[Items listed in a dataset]
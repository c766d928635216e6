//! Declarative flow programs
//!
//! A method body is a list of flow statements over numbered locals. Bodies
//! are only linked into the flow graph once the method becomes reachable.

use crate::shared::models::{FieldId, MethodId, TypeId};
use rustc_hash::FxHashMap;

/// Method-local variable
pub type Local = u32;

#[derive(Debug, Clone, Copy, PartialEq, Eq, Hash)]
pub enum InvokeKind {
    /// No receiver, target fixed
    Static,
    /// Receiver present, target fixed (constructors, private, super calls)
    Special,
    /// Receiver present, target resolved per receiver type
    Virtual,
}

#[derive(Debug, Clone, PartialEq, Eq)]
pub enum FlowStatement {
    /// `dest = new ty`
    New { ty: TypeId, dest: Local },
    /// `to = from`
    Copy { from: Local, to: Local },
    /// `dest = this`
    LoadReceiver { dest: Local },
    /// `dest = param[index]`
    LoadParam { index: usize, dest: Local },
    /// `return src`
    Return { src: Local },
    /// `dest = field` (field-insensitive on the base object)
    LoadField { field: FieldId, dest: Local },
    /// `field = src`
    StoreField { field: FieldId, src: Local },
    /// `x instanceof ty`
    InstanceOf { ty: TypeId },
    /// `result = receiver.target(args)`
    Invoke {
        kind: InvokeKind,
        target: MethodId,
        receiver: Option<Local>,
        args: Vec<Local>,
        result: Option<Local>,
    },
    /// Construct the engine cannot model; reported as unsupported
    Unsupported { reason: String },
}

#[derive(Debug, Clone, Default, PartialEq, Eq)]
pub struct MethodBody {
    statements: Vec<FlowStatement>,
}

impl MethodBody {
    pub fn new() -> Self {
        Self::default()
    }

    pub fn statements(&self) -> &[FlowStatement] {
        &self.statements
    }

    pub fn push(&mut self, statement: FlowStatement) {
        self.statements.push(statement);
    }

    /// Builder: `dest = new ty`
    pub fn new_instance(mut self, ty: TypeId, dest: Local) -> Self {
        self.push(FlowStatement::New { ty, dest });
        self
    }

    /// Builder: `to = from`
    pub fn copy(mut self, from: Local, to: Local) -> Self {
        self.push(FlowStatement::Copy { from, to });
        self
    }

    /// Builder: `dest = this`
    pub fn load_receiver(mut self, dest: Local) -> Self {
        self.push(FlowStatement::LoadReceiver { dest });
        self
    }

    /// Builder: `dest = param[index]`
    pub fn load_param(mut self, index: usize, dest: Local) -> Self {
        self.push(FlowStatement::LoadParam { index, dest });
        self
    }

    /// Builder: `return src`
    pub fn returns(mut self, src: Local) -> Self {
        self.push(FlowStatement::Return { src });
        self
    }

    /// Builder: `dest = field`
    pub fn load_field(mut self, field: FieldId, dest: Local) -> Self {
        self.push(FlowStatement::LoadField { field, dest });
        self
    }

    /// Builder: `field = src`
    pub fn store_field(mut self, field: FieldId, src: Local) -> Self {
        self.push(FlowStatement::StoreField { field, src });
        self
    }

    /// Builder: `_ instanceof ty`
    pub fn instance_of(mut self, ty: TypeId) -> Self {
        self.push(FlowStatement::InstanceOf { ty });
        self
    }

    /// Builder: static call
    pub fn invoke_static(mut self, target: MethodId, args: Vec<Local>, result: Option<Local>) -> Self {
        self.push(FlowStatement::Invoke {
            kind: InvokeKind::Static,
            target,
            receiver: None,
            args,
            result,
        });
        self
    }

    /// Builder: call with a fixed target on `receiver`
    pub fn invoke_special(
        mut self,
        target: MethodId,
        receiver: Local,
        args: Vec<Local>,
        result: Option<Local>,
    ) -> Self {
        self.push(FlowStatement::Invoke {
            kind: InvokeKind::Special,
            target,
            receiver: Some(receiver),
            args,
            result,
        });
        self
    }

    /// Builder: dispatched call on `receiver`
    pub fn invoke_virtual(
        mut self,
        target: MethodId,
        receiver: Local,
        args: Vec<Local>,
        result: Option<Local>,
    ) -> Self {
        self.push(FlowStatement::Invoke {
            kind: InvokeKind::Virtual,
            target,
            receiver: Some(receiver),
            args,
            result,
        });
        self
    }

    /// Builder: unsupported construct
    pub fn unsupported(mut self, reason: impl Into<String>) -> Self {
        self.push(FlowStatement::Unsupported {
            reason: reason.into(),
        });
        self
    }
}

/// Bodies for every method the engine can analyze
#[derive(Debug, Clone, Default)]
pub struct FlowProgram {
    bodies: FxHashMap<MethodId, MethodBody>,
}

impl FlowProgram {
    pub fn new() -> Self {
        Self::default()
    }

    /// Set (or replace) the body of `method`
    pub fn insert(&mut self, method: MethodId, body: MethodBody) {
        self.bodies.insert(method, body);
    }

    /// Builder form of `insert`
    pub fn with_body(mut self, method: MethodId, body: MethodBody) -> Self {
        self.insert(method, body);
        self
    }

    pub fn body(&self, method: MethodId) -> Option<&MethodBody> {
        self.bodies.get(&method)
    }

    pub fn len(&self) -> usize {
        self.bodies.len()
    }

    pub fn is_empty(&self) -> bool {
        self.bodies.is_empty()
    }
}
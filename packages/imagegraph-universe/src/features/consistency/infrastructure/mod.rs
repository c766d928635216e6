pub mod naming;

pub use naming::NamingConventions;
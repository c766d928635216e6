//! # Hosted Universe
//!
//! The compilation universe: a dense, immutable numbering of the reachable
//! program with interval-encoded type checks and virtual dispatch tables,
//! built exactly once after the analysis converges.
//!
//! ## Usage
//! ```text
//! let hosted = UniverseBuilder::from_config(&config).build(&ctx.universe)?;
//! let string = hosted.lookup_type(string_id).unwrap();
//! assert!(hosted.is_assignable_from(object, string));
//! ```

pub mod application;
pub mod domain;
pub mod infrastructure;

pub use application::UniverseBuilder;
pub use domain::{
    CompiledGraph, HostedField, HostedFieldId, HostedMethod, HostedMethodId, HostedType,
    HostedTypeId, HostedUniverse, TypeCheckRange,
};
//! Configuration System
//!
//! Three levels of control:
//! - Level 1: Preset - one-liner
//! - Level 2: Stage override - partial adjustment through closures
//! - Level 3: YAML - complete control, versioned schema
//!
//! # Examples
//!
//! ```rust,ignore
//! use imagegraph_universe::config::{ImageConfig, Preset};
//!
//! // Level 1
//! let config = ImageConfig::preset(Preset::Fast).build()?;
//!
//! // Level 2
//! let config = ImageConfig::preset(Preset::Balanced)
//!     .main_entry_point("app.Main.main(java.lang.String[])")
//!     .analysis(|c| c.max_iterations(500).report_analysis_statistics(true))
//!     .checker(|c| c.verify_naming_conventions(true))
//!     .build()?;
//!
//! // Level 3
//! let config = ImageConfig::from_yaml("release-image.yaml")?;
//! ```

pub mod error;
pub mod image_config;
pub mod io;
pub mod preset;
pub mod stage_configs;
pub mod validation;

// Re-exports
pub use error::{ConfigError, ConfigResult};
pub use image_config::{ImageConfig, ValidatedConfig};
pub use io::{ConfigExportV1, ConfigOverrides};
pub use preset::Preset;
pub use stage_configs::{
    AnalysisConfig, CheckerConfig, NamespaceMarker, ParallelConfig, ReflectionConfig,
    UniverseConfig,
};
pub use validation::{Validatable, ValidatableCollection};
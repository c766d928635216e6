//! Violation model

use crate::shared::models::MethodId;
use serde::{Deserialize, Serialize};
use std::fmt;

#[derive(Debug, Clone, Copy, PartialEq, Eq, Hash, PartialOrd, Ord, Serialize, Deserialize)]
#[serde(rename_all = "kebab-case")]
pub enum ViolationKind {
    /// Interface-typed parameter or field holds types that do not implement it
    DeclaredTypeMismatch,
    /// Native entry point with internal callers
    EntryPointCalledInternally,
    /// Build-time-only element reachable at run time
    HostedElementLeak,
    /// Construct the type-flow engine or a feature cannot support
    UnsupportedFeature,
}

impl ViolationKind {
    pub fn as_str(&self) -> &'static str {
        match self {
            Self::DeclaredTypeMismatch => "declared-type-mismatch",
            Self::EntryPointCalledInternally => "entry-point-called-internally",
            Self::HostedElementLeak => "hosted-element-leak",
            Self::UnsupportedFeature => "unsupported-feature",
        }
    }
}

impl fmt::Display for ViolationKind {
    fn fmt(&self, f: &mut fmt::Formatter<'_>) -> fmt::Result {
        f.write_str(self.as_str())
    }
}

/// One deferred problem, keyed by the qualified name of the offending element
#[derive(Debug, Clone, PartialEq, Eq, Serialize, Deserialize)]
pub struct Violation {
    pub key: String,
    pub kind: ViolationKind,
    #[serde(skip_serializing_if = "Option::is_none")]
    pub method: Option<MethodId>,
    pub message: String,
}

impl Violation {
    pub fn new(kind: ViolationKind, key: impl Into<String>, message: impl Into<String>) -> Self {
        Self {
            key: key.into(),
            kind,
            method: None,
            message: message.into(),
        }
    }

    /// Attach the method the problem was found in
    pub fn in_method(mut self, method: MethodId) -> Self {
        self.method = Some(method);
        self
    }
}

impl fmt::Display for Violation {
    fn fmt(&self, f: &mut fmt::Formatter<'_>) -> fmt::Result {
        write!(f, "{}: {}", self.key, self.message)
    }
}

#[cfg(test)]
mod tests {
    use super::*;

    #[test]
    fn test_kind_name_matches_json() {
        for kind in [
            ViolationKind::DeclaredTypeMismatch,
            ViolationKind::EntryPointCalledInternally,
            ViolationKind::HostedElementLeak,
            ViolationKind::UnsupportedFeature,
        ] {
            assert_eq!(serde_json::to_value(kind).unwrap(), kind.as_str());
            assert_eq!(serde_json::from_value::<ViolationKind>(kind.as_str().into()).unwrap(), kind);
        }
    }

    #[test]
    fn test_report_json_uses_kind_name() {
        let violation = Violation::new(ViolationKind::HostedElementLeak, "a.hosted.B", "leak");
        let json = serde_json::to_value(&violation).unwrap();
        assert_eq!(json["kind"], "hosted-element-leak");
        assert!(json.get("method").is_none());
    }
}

WORK TO COMPLETE: The answer should be one number: how many lines of the data above contain "enum".

EXERCISE RESULT: 3